Today’s Peregrine Story: #12 Unexpected Changes

When I started Peregrine under saddle, my trainer said to me that he didn’t have the back strength to perform all the movements of upper level dressage, but he could still carry himself in the equilibrium of a high school horse.  She didn’t mean in a few years.  She meant now, as a young horse, we could expect him to lift up and carry himself in an engaged equilibrium.

Oliver contrast side by side

This obviously isn’t Peregrine, but these two photos show clearly what is meant when I say he learned to lift and carry his own balance. The photo on the left shows Oliver, a percheron/quarter horse cross, as an almost two year old on day one of his first clinic with me. The photo on the right is also of Oliver. Look at how much more up and lifted he is throughout his body. He looks much older, but this picture was taken just twenty-four hours later. This beautiful balance comes from the lessons Peregrine has been teaching me.

That became the training criterion.  When Peregrine was engaged, his stifles didn’t lock.  I was learning to manage him so our rides no longer felt quite so on a knife’s edge of control.   When I first started riding him, his stifles would lock up without warning.  He would release them by catapulting me forward in a hard, rolling buck.  As long as he was engaged, I could keep him from locking up, and he was a lot of fun to ride.  But as soon as I got off and left him to manage his own balance, his stifles would be locking again.

He was eight years old.  Clearly he was not going to outgrow this condition.  And then he got Potomac horse fever.  And then he was laid up for seven weeks with foot abscesses.  And then we started exploring clicker training.
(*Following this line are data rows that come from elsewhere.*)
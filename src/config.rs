//! Compile-time parameters.
//!
//! There is no runtime configuration surface: no CLI, no file, no
//! environment. Everything tunable lives here as a `const`.

/// Sample window width in milliseconds (50 ms resolves down to 20 Hz).
pub const SAMPLE_WINDOW_MS: u32 = 50;

/// Interval between frequency ramp steps, milliseconds.
pub const RAMP_INTERVAL_MS: u32 = 2000;

/// Tone frequency at ramp count zero, Hz.
pub const BASE_FREQ_HZ: u32 = 100;

/// Frequency added per completed ramp interval, Hz.
pub const FREQ_STEP_HZ: u32 = 50;

/// Oscillator amplitude commanded at the end of setup (normalized 0..1).
pub const STARTUP_AMPLITUDE: f32 = 0.1;

/// Duration of the readiness blink on the builtin LED, milliseconds.
pub const STARTUP_BLINK_MS: u32 = 1000;

/// Serial console baud rate.
pub const SERIAL_BAUD: u32 = 115_200;

/// Synthesis sample rate for the tone render path, Hz.
pub const SAMPLE_RATE_HZ: u32 = 44_100;

/// Samples per render block handed to the DAC path.
pub const RENDER_BLOCK_SAMPLES: usize = 128;

/// Microphone ADC resolution in bits.
pub const ADC_BITS: u32 = 10;

/// ADC1 channel for the microphone (channel 0 = GPIO36 on classic ESP32).
pub const MIC_ADC1_CHANNEL: u32 = 0;

/// UART TX GPIO for the report/diagnostics link.
pub const SERIAL_TX_GPIO: i32 = 17;

/// Button input GPIO (internal pull-up, pressed = low).
pub const BUTTON_GPIO: i32 = 2;

/// Mode indicator LED GPIO (mirrors the toggle state).
pub const INDICATOR_GPIO: i32 = 3;

/// Builtin LED GPIO (readiness blink only).
pub const BUILTIN_LED_GPIO: i32 = 4;
//! Hardware seam for the control loop.
//!
//! The loop never touches a peripheral driver directly; everything it
//! needs from the device goes through [`Board`]. The firmware implements
//! it over ESP-IDF drivers, the test harness over a scripted fake.

/// Peripheral access required by one loop iteration.
///
/// The millisecond clock is monotonic and wraps at `u32::MAX`; callers
/// must use wrapping subtraction for elapsed-time checks.
pub trait Board {
    /// Milliseconds since boot.
    fn millis(&self) -> u32;

    /// One raw microphone ADC conversion (10-bit range expected).
    fn read_mic(&mut self) -> u16;

    /// Button line level: `true` while the line reads low (pressed,
    /// given pull-up wiring).
    fn button_pressed(&mut self) -> bool;

    /// Drive the mode indicator line.
    fn set_indicator(&mut self, on: bool);

    /// Drive the builtin LED (readiness blink).
    fn set_builtin_led(&mut self, on: bool);

    /// Blocking delay.
    fn delay_ms(&mut self, ms: u32);

    /// Emit one peak-to-peak report line on the serial console.
    fn report(&mut self, peak_to_peak: u32);
}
There had certainly been lots of people before me who used clicker training with their horses.  So why did it stick with me?  Why was I the one who buried herself in a computer for two years writing that first book on clicker training horses?  And why have I continued to be so fascinated by it?  The answer lies with Peregrine.

He was an interesting mix.  He was a well trained horse, but he was also a horse with a lot of issues – all stemming from his locking stifles.  I also had a huge repertoire to work with, both on the ground and under saddle.
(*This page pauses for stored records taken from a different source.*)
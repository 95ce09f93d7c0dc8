//! ToneSweepMeter - firmware entry point.
//!
//! Wires the control loop to the classic ESP32: button on a pulled-up
//! GPIO, microphone on ADC1 at 10-bit width, tone on the 8-bit DAC fed
//! by a render task on the second core, reports on a TX-only UART.

#![cfg_attr(target_os = "espidf", no_std)]
#![cfg_attr(target_os = "espidf", no_main)]

#[cfg(target_os = "espidf")]
mod firmware {
    use core::ffi::c_void;
    use core::ptr;

    use esp_idf_svc::hal::peripherals::Peripherals;
    use esp_idf_svc::hal::uart::UartTxDriver;
    use esp_idf_svc::sys as esp;
    use esp_idf_svc::sys::{esp, EspError};

    use tone_sweep_meter::config::{
        BASE_FREQ_HZ, BUILTIN_LED_GPIO, BUTTON_GPIO, INDICATOR_GPIO, MIC_ADC1_CHANNEL,
        RENDER_BLOCK_SAMPLES, SAMPLE_RATE_HZ,
    };
    use tone_sweep_meter::{meter, serial, Sketch, SineOsc, ToneParams};
    use tone_sweep_meter::{Board, LOG_QUEUE};

    /// Oscillator command block shared between the loop and the render
    /// task. The loop writes, the render task reads, nothing comes back.
    static TONE: ToneParams = ToneParams::new(BASE_FREQ_HZ);

    /// Microseconds between DAC samples. Pacing is a spin delay inside
    /// the render task; the second core has nothing else to do.
    const US_PER_SAMPLE: u32 = 1_000_000 / SAMPLE_RATE_HZ;

    struct EspBoard<'d> {
        uart: UartTxDriver<'d>,
    }

    impl Board for EspBoard<'_> {
        fn millis(&self) -> u32 {
            // SAFETY: esp_timer_get_time is always safe to call.
            (unsafe { esp::esp_timer_get_time() } / 1000) as u32
        }

        fn read_mic(&mut self) -> u16 {
            let raw = unsafe { esp::adc1_get_raw(MIC_ADC1_CHANNEL) };
            meter::adc_sample(raw)
        }

        fn button_pressed(&mut self) -> bool {
            unsafe { esp::gpio_get_level(BUTTON_GPIO) == 0 }
        }

        fn set_indicator(&mut self, on: bool) {
            unsafe {
                esp::gpio_set_level(INDICATOR_GPIO, on as u32);
            }
        }

        fn set_builtin_led(&mut self, on: bool) {
            unsafe {
                esp::gpio_set_level(BUILTIN_LED_GPIO, on as u32);
            }
        }

        fn delay_ms(&mut self, ms: u32) {
            unsafe {
                esp::esp_rom_delay_us(ms * 1000);
            }
        }

        fn report(&mut self, peak_to_peak: u32) {
            serial::write_report(&mut self.uart, peak_to_peak);
        }
    }

    /// Configure button, LEDs, ADC width/attenuation and the DAC.
    fn configure_pins() -> Result<(), EspError> {
        unsafe {
            esp!(esp::gpio_set_direction(
                BUTTON_GPIO,
                esp::gpio_mode_t_GPIO_MODE_INPUT
            ))?;
            esp!(esp::gpio_set_pull_mode(
                BUTTON_GPIO,
                esp::gpio_pull_mode_t_GPIO_PULLUP_ONLY
            ))?;

            esp!(esp::gpio_set_direction(
                INDICATOR_GPIO,
                esp::gpio_mode_t_GPIO_MODE_OUTPUT
            ))?;
            esp!(esp::gpio_set_direction(
                BUILTIN_LED_GPIO,
                esp::gpio_mode_t_GPIO_MODE_OUTPUT
            ))?;

            esp!(esp::adc1_config_width(
                esp::adc_bits_width_t_ADC_WIDTH_BIT_10
            ))?;
            esp!(esp::adc1_config_channel_atten(
                MIC_ADC1_CHANNEL,
                esp::adc_atten_t_ADC_ATTEN_DB_11
            ))?;

            esp!(esp::dac_output_enable(esp::dac_channel_t_DAC_CHANNEL_1))?;
        }
        Ok(())
    }

    /// Tone render task, pinned to core 1.
    ///
    /// Fills blocks from the shared command state and pushes them to
    /// the DAC one sample at a time. Runs forever.
    extern "C" fn render_task(_arg: *mut c_void) {
        let mut osc = SineOsc::new(BASE_FREQ_HZ, SAMPLE_RATE_HZ);
        let mut block = [0i16; RENDER_BLOCK_SAMPLES];

        loop {
            osc.fill(&TONE, &mut block);
            for &sample in block.iter() {
                // i16 -> unsigned 8-bit DAC code, midpoint at 128
                let code = (((sample as i32) >> 8) + 128) as u8;
                unsafe {
                    esp::dac_output_voltage(esp::dac_channel_t_DAC_CHANNEL_1, code);
                    esp::esp_rom_delay_us(US_PER_SAMPLE);
                }
            }
        }
    }

    fn spawn_render_task() {
        unsafe {
            esp::xTaskCreatePinnedToCore(
                Some(render_task),
                b"tone_render\0".as_ptr().cast(),
                4096,
                ptr::null_mut(),
                5,
                ptr::null_mut(),
                1,
            );
        }
    }

    /// Init failure signal: there is no console yet, so flash the
    /// builtin LED forever.
    fn halt_blinking() -> ! {
        loop {
            unsafe {
                esp::gpio_set_level(BUILTIN_LED_GPIO, 1);
                esp::esp_rom_delay_us(100_000);
                esp::gpio_set_level(BUILTIN_LED_GPIO, 0);
                esp::esp_rom_delay_us(100_000);
            }
        }
    }

    #[no_mangle]
    fn main() {
        esp_idf_svc::sys::link_patches();

        if configure_pins().is_err() {
            halt_blinking();
        }

        let peripherals = match Peripherals::take() {
            Ok(p) => p,
            Err(_) => halt_blinking(),
        };

        let uart = match serial::init_serial(peripherals.uart1, peripherals.pins.gpio17) {
            Ok(uart) => uart,
            Err(_) => halt_blinking(),
        };

        spawn_render_task();

        let mut board = EspBoard { uart };
        let mut sketch = Sketch::setup(&mut board, &TONE, &LOG_QUEUE);

        loop {
            sketch.loop_iter(&mut board, &TONE);
            serial::drain_logs(&mut board.uart, &LOG_QUEUE);
        }
    }
}

#[cfg(not(target_os = "espidf"))]
fn main() {
    eprintln!("tone-sweep-meter is device firmware; build for the espidf target");
}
Peregrine 1993 Spanish walk

1993 Peregrine in-hand – working on the lift needed for Spanish walk.

Ground work for me meant a lot more than lunging.  It also meant classical work in-hand and a huge liberty repertoire.  As Peregrine recovered from his hoof abscesses, I began to add the clicker into all of this other work.  Before his lay up we’d been working on Spanish walk.  I reshaped the leg lifts using the clicker.  He was so elegant, and he clearly enjoyed the new way this lesson was being taught.
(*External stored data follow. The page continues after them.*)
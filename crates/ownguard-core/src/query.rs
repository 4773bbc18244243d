//! Ownership filter builders.
//!
//! Search bodies follow the store's bool-query shape; realtime filters use
//! the `and`/`equals` operator form. Both narrow with logical AND only.

use serde_json::{json, Map, Value};

/// `{"term": {field: actor_id}}`
pub fn ownership_term(field: &str, actor_id: &str) -> Value {
    let mut term = Map::new();
    term.insert(field.to_string(), Value::String(actor_id.to_string()));
    json!({ "term": term })
}

/// `{"equals": {field: actor_id}}`
pub fn ownership_equals(field: &str, actor_id: &str) -> Value {
    let mut eq = Map::new();
    eq.insert(field.to_string(), Value::String(actor_id.to_string()));
    json!({ "equals": eq })
}

/// Restrict a search/count/deleteByQuery body to documents authored by `actor_id`.
///
/// The inbound `query` (if any) moves under `bool.must`, the ownership term
/// goes under `bool.filter`. Remaining body keys are kept as-is. A body that
/// is not a JSON object is kept whole under `bool.must`, so the store sees
/// (and rejects) it instead of running an ownership-only query.
pub fn restrict_search_body(body: Option<&Value>, field: &str, actor_id: &str) -> Value {
    let (mut out, inner) = match body {
        Some(Value::Object(m)) => {
            let mut m = m.clone();
            let inner = m.remove("query");
            (m, inner)
        }
        Some(other) => (Map::new(), Some(other.clone())),
        None => (Map::new(), None),
    };

    let mut bool_q = Map::new();
    if let Some(inner) = inner.filter(|q| !is_empty_clause(q)) {
        bool_q.insert("must".into(), Value::Array(vec![inner]));
    }
    bool_q.insert(
        "filter".into(),
        Value::Array(vec![ownership_term(field, actor_id)]),
    );

    out.insert("query".into(), json!({ "bool": bool_q }));
    Value::Object(out)
}

/// Restrict a realtime subscription filter to documents authored by `actor_id`.
pub fn restrict_subscription_filter(filter: Option<&Value>, field: &str, actor_id: &str) -> Value {
    let own = ownership_equals(field, actor_id);
    match filter {
        Some(f) if !is_empty_clause(f) => json!({ "and": [f.clone(), own] }),
        _ => own,
    }
}

fn is_empty_clause(v: &Value) -> bool {
    match v {
        Value::Null => true,
        Value::Object(m) => m.is_empty(),
        _ => false,
    }
}

#[cfg(test)]
mod tests {
    use super::*;

    const FIELD: &str = "_kuzzle_info.author";

    #[test]
    fn no_body_yields_ownership_only_query() {
        let out = restrict_search_body(None, FIELD, "u1");
        assert_eq!(
            out,
            json!({"query": {"bool": {"filter": [{"term": {FIELD: "u1"}}]}}})
        );
    }

    #[test]
    fn empty_query_object_is_treated_as_absent() {
        let body = json!({"query": {}});
        let out = restrict_search_body(Some(&body), FIELD, "u1");
        assert!(out["query"]["bool"].get("must").is_none());
    }

    #[test]
    fn inner_query_is_anded_and_siblings_kept() {
        let body = json!({
            "query": {"match": {"title": "hello"}},
            "sort": ["_id"],
            "aggregations": {"a": {"terms": {"field": "tag"}}}
        });
        let out = restrict_search_body(Some(&body), FIELD, "u2");
        assert_eq!(out["query"]["bool"]["must"], json!([{"match": {"title": "hello"}}]));
        assert_eq!(out["query"]["bool"]["filter"], json!([{"term": {FIELD: "u2"}}]));
        assert_eq!(out["sort"], json!(["_id"]));
        assert!(out.get("aggregations").is_some());
    }

    #[test]
    fn non_object_body_is_kept_not_dropped() {
        let body = json!(["match_all"]);
        let out = restrict_search_body(Some(&body), FIELD, "u1");
        assert_eq!(out["query"]["bool"]["must"], json!([["match_all"]]));
        assert_eq!(out["query"]["bool"]["filter"], json!([{"term": {FIELD: "u1"}}]));

        let null = restrict_search_body(Some(&Value::Null), FIELD, "u1");
        assert_eq!(null, restrict_search_body(None, FIELD, "u1"));
    }

    #[test]
    fn subscription_filter_uses_and() {
        let f = json!({"equals": {"color": "red"}});
        let out = restrict_subscription_filter(Some(&f), FIELD, "u1");
        assert_eq!(
            out,
            json!({"and": [{"equals": {"color": "red"}}, {"equals": {FIELD: "u1"}}]})
        );
        assert_eq!(
            restrict_subscription_filter(Some(&json!({})), FIELD, "u1"),
            json!({"equals": {FIELD: "u1"}})
        );
    }
}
Spanish walk required a huge shift in his balance.  In order to lift up into the front leg extensions, he had to engage his hind end to free up his shoulders.  This was taught in conjunction with all of his other in-hand work.  It was not presented as a separate “trick” behavior.  I was asking Peregrine to carry himself forward in engagement – something the guidance of the marker signal helped him to figure out.

I was a month or two into this work when it occurred to me that I hadn’t seen Peregrine lock in his stifles in quite a while.  I started paying more attention.  I was right.  His stifles weren’t locking – not under saddle and, even more telling, not on the ground, either.

For eight years we had been battling his stifles.  After just a few months of clicker training, they had stopped locking.  That’s when I knew that clicker training wasn’t simply another way to teach behavior.  Yes, it’s great that we have a kinder way to teach horses to pick up their feet for cleaning, or to load into a trailer.  That’s important, but clicker training goes deeper than that.  It awakens our horses’ intelligence.  I say it in this way because so much of training teaches horses only to follow, not to take any initiative.  Clicker training lets them to be full partners in the learning process.  They truly own what we are teaching them.  The lessons aren’t simply things you do when someone directs you.  Peregrine was learning how to manage his own body to keep himself more comfortable – all of the time – not just when I was around.

If clicker training had simply been another way to teach standard behavior, it would have been an interesting stepping stone, but it would not have held my attention in the way that it has for over twenty years.  Peregrine showed me that it is so much more.

Happy 30th Birthday Peregrine.  What a wise horse you are.  Thank you for being my teacher.